Glycerol Catabolic Enzymes and Their Regulation in Wild-type and Mutant Strains of Streptomyces coelicolor A3(2)

Abstract

Assay procedures were developed for a soluble glycerol kinase [apparent Km (glycerol) 9 .mu.M] and a probably membrane-associated, NAD-independent L-glycerol-3-phosphate dehydrogenase [apparent Km (L-glycerol 3-phosphate) 7 mM] present in S. coelicolor A3(2). Both enzymes were cold sensitive. They were co-ordinately induced (about 35-fold) by addition of glycerol to cultures growing on arabinose as sole C source. Induction was rifampicin sensitive. The dehydrogenase was absent from glycerol-sensitive mutants and kinase and dehydrogenase were absent from glycerol non-utilizing (but glycerol-resistant) mutants, demonstrating that the 2 enzymes are part of the major pathway of glycerol catabolism in S. coelicolor.
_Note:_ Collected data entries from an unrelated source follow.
//! Core domain types shared by the support-relay crates.
//!
//! Provides the integer identifier newtypes for participants and messages
//! and the rootcause-based `Result` alias.

pub mod error;
pub mod id;

pub use error::Result;
pub use id::{MessageId, ParseIdError, ParticipantId};
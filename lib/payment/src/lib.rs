//! Payment gateway request signing for support-relay.
//!
//! Requests to the payment gateway carry an HMAC-SHA512 signature over a
//! canonical `name=value&...` string. This crate builds that string, signs
//! it, verifies callback signatures, and loads merchant configuration.

pub mod config;
pub mod error;
pub mod signing;

pub use config::PaymentConfig;
pub use error::SigningError;
pub use signing::{
    SECURE_HASH_FIELD, SECURE_HASH_TYPE_FIELD, SIGNATURE_FIELDS, canonical_string, sign, verify,
};
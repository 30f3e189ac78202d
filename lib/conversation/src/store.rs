//! Message persistence contract.

use crate::config::Sentinels;
use crate::error::StoreError;
use crate::message::{Message, NewMessage};
use async_trait::async_trait;
use serde::{Deserialize, Serialize};
use std::fmt;
use support_relay_core::ParticipantId;

/// Which kind of counterpart a history query is restricted to.
#[derive(Debug, Clone, Copy, PartialEq, Eq, Hash, Serialize, Deserialize)]
#[serde(rename_all = "lowercase")]
pub enum RoleScope {
    /// Messages exchanged with the assistant.
    Assistant,
    /// Messages exchanged with the admin.
    Admin,
    /// Messages exchanged with anyone else.
    Customer,
}

impl RoleScope {
    /// All scopes, in the order history is assembled.
    pub const ALL: [RoleScope; 3] = [Self::Assistant, Self::Admin, Self::Customer];

    /// Returns true if a message with this counterpart belongs to the scope.
    #[must_use]
    pub fn admits(&self, sentinels: &Sentinels, counterpart: ParticipantId) -> bool {
        match self {
            Self::Assistant => counterpart == sentinels.assistant,
            Self::Admin => counterpart == sentinels.admin,
            Self::Customer => !sentinels.is_sentinel(counterpart),
        }
    }
}

impl fmt::Display for RoleScope {
    fn fmt(&self, f: &mut fmt::Formatter<'_>) -> fmt::Result {
        match self {
            Self::Assistant => write!(f, "assistant"),
            Self::Admin => write!(f, "admin"),
            Self::Customer => write!(f, "customer"),
        }
    }
}

/// Append-only message storage.
///
/// Implementations assign ids and timestamps on append. Timestamps must be
/// strictly increasing in assignment order. Every query except
/// `escalated_newest_first` returns messages oldest first.
#[async_trait]
pub trait MessageStore: Send + Sync {
    /// Persists a message and returns it with its id and timestamp.
    async fn append(&self, message: NewMessage) -> Result<Message, StoreError>;

    /// Messages touching `participant` whose other party falls in `scope`.
    async fn query_by_participant_and_role(
        &self,
        participant: ParticipantId,
        scope: RoleScope,
    ) -> Result<Vec<Message>, StoreError>;

    /// Distinct non-sentinel senders, in order of their first message.
    async fn distinct_customer_senders(&self) -> Result<Vec<ParticipantId>, StoreError>;

    /// Messages flagged for a human, newest first.
    async fn escalated_newest_first(&self) -> Result<Vec<Message>, StoreError>;

    /// Every message, oldest first.
    async fn all_ordered_by_sent_at(&self) -> Result<Vec<Message>, StoreError>;
}
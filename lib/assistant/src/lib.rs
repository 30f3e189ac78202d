//! Assistant primitives for support-relay.
//!
//! This crate provides:
//!
//! - **Gateway**: the `AssistantGateway` capability the router calls for
//!   assistant-directed messages, returning a reply and a "needs human" flag
//! - **Backend**: the `ModelBackend` trait for whatever model answers
//! - **Model gateway**: an `AssistantGateway` built on any `ModelBackend`,
//!   which decodes the model output into an `AssistantReply`

pub mod backend;
pub mod error;
pub mod gateway;
pub mod model_gateway;

pub use backend::{ModelBackend, ModelOutput, SupportPrompt};
pub use error::{BackendError, GatewayError};
pub use gateway::{AssistantGateway, AssistantReply};
pub use model_gateway::{ModelGateway, decode_reply};
//! Error types for the console binary.

use std::fmt;

/// Errors that stop the console.
#[derive(Debug)]
pub enum ConsoleError {
    /// Configuration could not be loaded.
    Config { details: String },
    /// Configuration loaded but is unusable.
    InvalidConfig { details: String },
    /// Reading commands or writing responses failed.
    Io { details: String },
}

impl fmt::Display for ConsoleError {
    fn fmt(&self, f: &mut fmt::Formatter<'_>) -> fmt::Result {
        match self {
            Self::Config { details } => write!(f, "failed to load configuration: {details}"),
            Self::InvalidConfig { details } => write!(f, "invalid configuration: {details}"),
            Self::Io { details } => write!(f, "console i/o failed: {details}"),
        }
    }
}

impl std::error::Error for ConsoleError {}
Circumstantial evidence suggested that their inducer is glycerol 3-phosphate rather than glycerol. The enzymes were subject to co-ordinate repression by various C sources, of which glucose exerted the strongest effect (a 5-fold repression). Previously described mutants resistant to 2-deoxyglucose, have a very low glucose kinase activity and were defective in glucose repression of the glycerol enzymes.